SABEDORIA DA CORUJA

MARIA DILMA PONTE DE BRTO
ACADEMIA PARNAIBANA DE LETRAS=APAL CADEIRA 28
PATRONO LÍVIO LOPES CASTELO BRANCO
1º OCUPANTE HUMBERTO TELES MACHADO DE SOUSA

Era uma vez uma linda floresta onde havia riachos e bichinhos de todas as espécies. Ela era mais verde do que todas as outras do universo. As águas dos riachos limpas, transparentes e gostosas. Os bichinhos lindos, unidos e amigos.

          Uma vez por semestre eles organizavam uma linda festa. Começavam a fazer os docinhos, pães de queijo, balas, bolos tudo muito cedo para não faltar nada. Mesmo assim no dia, nada dava certo. Os docinhos sumiam, os pães de queijo apareciam ruídos, o restante da comida com um cheiro ruim, o ambiente com folhas no chão, sujo e desarrumado.
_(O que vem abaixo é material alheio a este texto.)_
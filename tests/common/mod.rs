//! Scripted provider and recording presenter shared by the integration tests.

#![allow(dead_code)]

use std::collections::VecDeque;
use std::sync::atomic::{AtomicBool, Ordering};
use std::sync::{Arc, Mutex};

use futures::stream;

use gemchat::{
    Conversation, Credential, Error, FragmentStream, Message, Presenter, Provider,
    ProviderSession, ResponseFragment, Result, SessionConfig, SessionManager, StaticCredential,
};

/// What a scripted session does on its next send.
pub enum Reply {
    /// Stream these items, then end.
    Fragments(Vec<Result<ResponseFragment>>),
    /// Stream exactly this.
    Stream(FragmentStream),
    /// Fail before any fragment.
    SendError(Error),
    /// Raise the flag, then never answer.
    Stall(Arc<AtomicBool>),
}

impl Reply {
    /// A reply made of plain text fragments.
    pub fn text(deltas: &[&str]) -> Self {
        Reply::Fragments(
            deltas
                .iter()
                .map(|d| Ok(ResponseFragment::text(*d)))
                .collect(),
        )
    }
}

#[derive(Default)]
pub struct Script {
    pub replies: VecDeque<Reply>,
    pub created: Vec<SessionConfig>,
    pub credentials: Vec<String>,
    pub sent: Vec<String>,
    pub reject: Option<Error>,
}

/// A provider whose sessions play back queued replies.
#[derive(Clone, Default)]
pub struct ScriptedProvider {
    pub script: Arc<Mutex<Script>>,
}

impl ScriptedProvider {
    pub fn new() -> Self {
        Self::default()
    }

    pub fn push(&self, reply: Reply) {
        self.script.lock().unwrap().replies.push_back(reply);
    }

    pub fn reject_with(&self, err: Error) {
        self.script.lock().unwrap().reject = Some(err);
    }

    pub fn created(&self) -> Vec<SessionConfig> {
        self.script.lock().unwrap().created.clone()
    }

    pub fn credentials(&self) -> Vec<String> {
        self.script.lock().unwrap().credentials.clone()
    }

    pub fn sent(&self) -> Vec<String> {
        self.script.lock().unwrap().sent.clone()
    }
}

impl Provider for ScriptedProvider {
    type Session = ScriptedSession;

    fn create_session(&self, credential: &Credential, config: &SessionConfig) -> Result<Self::Session> {
        let mut script = self.script.lock().unwrap();
        if let Some(err) = script.reject.clone() {
            return Err(err);
        }
        script.created.push(config.clone());
        script.credentials.push(credential.expose().to_string());
        Ok(ScriptedSession {
            script: Arc::clone(&self.script),
        })
    }
}

pub struct ScriptedSession {
    script: Arc<Mutex<Script>>,
}

#[async_trait::async_trait]
impl ProviderSession for ScriptedSession {
    async fn send_stream(&mut self, text: &str) -> Result<FragmentStream> {
        let reply = {
            let mut script = self.script.lock().unwrap();
            script.sent.push(text.to_string());
            script.replies.pop_front()
        };
        match reply {
            Some(Reply::Fragments(items)) => Ok(Box::pin(stream::iter(items))),
            Some(Reply::Stream(stream)) => Ok(stream),
            Some(Reply::SendError(err)) => Err(err),
            Some(Reply::Stall(flag)) => {
                flag.store(true, Ordering::SeqCst);
                futures::future::pending::<Result<FragmentStream>>().await
            }
            None => Ok(Box::pin(stream::empty())),
        }
    }
}

/// One call observed by the [`RecordingPresenter`].
#[derive(Debug, Clone, PartialEq)]
pub enum Event {
    Append(Message),
    Update(Message),
    InFlight(bool),
    Reset,
    Info(String),
    Error(String),
}

/// A presenter that records every call and can request an interrupt.
#[derive(Clone, Default)]
pub struct RecordingPresenter {
    pub events: Arc<Mutex<Vec<Event>>>,
    pub interrupt: Arc<AtomicBool>,
    interrupt_after_updates: Option<usize>,
}

impl RecordingPresenter {
    pub fn new() -> Self {
        Self::default()
    }

    /// Ask for an interrupt once `updates` snapshots have been seen.
    pub fn interrupting_after(updates: usize) -> Self {
        Self {
            interrupt_after_updates: Some(updates),
            ..Self::default()
        }
    }

    pub fn events(&self) -> Vec<Event> {
        self.events.lock().unwrap().clone()
    }

    pub fn updates(&self) -> Vec<Message> {
        self.events()
            .into_iter()
            .filter_map(|e| match e {
                Event::Update(m) => Some(m),
                _ => None,
            })
            .collect()
    }

    pub fn errors(&self) -> Vec<String> {
        self.events()
            .into_iter()
            .filter_map(|e| match e {
                Event::Error(m) => Some(m),
                _ => None,
            })
            .collect()
    }

    pub fn infos(&self) -> Vec<String> {
        self.events()
            .into_iter()
            .filter_map(|e| match e {
                Event::Info(m) => Some(m),
                _ => None,
            })
            .collect()
    }

    fn record(&self, event: Event) {
        self.events.lock().unwrap().push(event);
    }
}

impl Presenter for RecordingPresenter {
    fn append_message(&mut self, message: &Message) {
        self.record(Event::Append(message.clone()));
    }

    fn update_message(&mut self, message: &Message) {
        self.record(Event::Update(message.clone()));
    }

    fn set_in_flight(&mut self, in_flight: bool) {
        self.record(Event::InFlight(in_flight));
    }

    fn reset(&mut self) {
        self.record(Event::Reset);
    }

    fn print_info(&mut self, info: &str) {
        self.record(Event::Info(info.to_string()));
    }

    fn print_error(&mut self, error: &str) {
        self.record(Event::Error(error.to_string()));
    }

    fn should_interrupt(&self) -> bool {
        if self.interrupt.load(Ordering::SeqCst) {
            return true;
        }
        match self.interrupt_after_updates {
            Some(limit) => self.updates().len() >= limit,
            None => false,
        }
    }
}

/// A conversation over `provider` with a fixed test credential.
pub fn conversation(
    provider: &ScriptedProvider,
    presenter: &RecordingPresenter,
    config: SessionConfig,
) -> Conversation<ScriptedProvider> {
    conversation_with(provider, presenter, config, StaticCredential::new("test-key"))
}

pub fn conversation_with(
    provider: &ScriptedProvider,
    presenter: &RecordingPresenter,
    config: SessionConfig,
    credential: StaticCredential,
) -> Conversation<ScriptedProvider> {
    let manager = SessionManager::new(provider.clone(), Box::new(credential), config);
    Conversation::new(manager, Box::new(presenter.clone()))
}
          Estava ficando perto do final do semestre e consequentemente do dia da festa dos bichinhos. Resolveram criar uma equipe para organizar os trabalhos. Desta vez tudo deveria ser perfeito. Primeiro a equipe parou para pensar onde estava o erro do último acontecimento. Por mais que raciocinassem não encontravam falhas. Até que a velha Coruja, sábia e ponderada deu uma sugestão. Ao invés de todo mundo trabalhar no mutirão como nos outros anos, seria bom dividir o trabalho por equipe dando para cada uma responsabilidade.

          A primeira equipe seria formada pelas formiguinhas que ficariam responsáveis pelos docinhos. Explicou a quantidade que deveria ser feito e elas deveriam prestar conta no grande dia.

          Caberia aos ratinhos organizar a parte dos salgados, inclusive dos pães de queijo. Fizeram lá as contas e eles se comprometeram de fazer o trabalho bem feito.

          As baratas deveriam cuidar da limpeza do ambiente. Deixando tudo limpo e cheiroso. O ambiente teria que estar condizente com a beleza da festa.

           Aos camaleões, as lagartas e as iguanas coube incumbência da ornamentação. Nenhuma folha poderia sujar o chão e muito menos aparecer ruída.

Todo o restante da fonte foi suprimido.